*** Opening of Material to process ***

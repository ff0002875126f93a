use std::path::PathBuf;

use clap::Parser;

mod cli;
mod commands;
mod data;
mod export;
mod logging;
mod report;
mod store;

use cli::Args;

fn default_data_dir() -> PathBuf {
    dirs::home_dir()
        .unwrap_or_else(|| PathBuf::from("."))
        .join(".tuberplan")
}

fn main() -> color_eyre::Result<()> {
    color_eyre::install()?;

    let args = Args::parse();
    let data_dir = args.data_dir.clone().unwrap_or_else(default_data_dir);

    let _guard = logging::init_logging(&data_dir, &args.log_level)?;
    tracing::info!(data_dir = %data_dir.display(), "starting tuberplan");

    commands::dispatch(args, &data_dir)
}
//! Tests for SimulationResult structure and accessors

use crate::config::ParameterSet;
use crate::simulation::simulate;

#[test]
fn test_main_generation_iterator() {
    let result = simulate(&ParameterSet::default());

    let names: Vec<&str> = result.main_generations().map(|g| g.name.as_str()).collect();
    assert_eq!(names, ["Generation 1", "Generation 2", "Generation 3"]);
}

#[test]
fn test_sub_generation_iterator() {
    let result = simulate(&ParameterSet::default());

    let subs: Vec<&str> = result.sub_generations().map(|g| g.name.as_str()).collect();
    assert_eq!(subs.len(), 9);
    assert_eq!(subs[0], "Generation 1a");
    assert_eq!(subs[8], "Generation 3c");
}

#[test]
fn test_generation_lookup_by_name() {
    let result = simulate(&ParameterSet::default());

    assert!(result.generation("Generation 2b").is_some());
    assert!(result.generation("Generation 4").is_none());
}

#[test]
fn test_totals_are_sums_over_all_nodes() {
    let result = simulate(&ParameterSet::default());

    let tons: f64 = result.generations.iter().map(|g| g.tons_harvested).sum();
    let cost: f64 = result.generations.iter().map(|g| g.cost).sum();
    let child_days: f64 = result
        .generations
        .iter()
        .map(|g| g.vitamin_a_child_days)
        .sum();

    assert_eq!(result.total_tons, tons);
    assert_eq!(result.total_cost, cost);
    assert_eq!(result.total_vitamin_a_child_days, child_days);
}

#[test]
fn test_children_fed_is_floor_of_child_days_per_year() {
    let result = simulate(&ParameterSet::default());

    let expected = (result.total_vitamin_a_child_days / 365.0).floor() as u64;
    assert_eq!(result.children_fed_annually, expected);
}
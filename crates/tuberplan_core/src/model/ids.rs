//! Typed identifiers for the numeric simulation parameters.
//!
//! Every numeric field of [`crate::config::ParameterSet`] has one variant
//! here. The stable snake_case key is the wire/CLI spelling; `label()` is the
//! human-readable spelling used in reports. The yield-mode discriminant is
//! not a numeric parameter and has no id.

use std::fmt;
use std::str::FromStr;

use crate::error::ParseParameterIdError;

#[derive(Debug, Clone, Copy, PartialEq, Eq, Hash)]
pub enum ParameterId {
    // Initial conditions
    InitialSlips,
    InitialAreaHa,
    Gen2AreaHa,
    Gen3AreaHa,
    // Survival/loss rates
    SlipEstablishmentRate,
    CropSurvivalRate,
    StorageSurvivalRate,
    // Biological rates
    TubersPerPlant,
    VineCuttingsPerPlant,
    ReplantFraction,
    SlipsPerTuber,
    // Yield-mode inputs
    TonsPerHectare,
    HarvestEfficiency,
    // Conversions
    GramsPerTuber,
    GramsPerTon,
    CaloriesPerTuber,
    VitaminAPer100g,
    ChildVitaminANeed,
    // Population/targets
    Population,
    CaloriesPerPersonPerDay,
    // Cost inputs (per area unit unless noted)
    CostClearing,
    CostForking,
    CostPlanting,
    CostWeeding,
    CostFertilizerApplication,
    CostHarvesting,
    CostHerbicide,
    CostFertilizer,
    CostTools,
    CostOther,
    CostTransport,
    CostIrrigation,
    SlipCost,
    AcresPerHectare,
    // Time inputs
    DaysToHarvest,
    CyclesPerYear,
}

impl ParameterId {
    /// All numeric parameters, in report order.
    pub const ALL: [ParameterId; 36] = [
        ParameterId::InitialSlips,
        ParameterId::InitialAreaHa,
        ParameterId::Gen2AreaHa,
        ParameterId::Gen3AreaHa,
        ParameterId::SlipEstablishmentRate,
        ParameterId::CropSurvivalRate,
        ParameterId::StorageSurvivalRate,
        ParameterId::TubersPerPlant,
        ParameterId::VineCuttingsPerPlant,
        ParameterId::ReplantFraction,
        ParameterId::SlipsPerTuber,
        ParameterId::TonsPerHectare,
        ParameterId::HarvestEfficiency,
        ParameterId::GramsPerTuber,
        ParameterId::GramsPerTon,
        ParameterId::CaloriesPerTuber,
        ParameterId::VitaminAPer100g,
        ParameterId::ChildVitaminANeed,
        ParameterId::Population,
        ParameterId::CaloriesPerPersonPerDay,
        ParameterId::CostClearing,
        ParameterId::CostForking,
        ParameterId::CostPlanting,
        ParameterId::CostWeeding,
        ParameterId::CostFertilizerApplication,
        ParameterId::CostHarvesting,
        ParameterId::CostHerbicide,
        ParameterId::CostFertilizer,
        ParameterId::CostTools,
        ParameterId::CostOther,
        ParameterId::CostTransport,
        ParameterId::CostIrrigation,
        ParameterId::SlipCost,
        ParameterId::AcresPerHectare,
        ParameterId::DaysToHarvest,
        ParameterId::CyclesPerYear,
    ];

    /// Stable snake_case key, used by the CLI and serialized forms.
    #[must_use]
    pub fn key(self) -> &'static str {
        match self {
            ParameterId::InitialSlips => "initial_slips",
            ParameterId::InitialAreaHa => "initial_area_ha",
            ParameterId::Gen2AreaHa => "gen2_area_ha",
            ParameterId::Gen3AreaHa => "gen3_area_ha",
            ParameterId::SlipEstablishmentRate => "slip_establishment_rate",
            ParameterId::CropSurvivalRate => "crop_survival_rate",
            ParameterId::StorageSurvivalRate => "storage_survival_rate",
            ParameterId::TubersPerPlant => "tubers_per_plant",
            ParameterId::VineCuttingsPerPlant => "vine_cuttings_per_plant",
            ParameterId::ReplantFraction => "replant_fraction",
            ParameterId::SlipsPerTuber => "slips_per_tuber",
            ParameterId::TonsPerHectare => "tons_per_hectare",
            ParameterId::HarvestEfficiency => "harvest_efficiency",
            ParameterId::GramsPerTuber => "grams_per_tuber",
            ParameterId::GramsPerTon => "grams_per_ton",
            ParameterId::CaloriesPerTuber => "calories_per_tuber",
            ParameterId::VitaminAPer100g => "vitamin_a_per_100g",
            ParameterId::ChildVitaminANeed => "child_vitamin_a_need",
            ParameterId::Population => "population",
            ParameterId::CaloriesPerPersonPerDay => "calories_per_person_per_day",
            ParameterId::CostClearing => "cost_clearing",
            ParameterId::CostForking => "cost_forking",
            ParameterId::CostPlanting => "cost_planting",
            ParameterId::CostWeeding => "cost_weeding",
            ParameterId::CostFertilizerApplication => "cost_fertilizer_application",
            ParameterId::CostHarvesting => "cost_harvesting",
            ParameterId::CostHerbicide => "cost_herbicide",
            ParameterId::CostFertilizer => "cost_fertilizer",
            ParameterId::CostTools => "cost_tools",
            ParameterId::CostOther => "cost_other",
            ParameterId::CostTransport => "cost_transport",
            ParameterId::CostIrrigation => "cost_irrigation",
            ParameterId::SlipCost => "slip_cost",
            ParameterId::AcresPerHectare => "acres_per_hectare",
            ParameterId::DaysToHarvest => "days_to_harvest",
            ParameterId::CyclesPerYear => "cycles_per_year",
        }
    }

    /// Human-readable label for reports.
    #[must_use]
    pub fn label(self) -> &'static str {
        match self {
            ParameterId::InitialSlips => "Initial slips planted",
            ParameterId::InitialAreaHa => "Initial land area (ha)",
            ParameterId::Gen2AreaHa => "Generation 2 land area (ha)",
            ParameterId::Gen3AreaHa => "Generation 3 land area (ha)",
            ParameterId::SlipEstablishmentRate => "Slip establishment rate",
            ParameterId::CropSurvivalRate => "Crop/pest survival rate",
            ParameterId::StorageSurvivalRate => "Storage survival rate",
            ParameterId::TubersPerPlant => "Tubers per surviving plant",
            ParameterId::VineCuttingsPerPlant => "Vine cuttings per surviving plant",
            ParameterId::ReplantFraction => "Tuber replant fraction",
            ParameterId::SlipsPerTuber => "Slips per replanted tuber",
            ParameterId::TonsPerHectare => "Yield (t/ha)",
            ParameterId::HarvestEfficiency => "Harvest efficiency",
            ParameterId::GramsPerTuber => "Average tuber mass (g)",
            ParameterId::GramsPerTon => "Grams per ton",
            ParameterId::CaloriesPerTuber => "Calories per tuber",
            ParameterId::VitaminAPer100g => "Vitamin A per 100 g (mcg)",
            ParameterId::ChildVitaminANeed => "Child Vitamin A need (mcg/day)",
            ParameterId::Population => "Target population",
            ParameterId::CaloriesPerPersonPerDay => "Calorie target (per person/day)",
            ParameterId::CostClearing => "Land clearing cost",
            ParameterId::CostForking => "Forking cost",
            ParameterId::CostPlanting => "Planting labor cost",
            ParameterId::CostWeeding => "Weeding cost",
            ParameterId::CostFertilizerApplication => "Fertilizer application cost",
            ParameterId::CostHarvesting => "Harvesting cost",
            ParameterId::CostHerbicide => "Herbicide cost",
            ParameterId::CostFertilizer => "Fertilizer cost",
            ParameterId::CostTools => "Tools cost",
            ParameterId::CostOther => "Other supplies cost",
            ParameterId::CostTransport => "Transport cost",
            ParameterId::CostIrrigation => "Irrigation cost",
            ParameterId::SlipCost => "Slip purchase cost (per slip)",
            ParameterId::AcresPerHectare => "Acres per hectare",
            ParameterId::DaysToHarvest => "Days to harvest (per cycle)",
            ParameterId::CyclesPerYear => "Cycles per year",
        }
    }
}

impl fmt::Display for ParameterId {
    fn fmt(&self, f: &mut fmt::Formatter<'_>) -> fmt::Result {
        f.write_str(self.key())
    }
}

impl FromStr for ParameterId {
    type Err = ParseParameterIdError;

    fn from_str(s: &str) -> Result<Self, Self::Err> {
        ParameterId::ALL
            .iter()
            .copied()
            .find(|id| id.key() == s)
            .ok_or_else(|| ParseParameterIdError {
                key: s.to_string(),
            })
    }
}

*** Close of Material to process ***

### What this task involves
What belongs in the answer is each line of the data that has the word "GramsPerTuber".

### Expected output
    GramsPerTuber,
        ParameterId::GramsPerTuber,
            ParameterId::GramsPerTuber => "grams_per_tuber",
            ParameterId::GramsPerTuber => "Average tuber mass (g)",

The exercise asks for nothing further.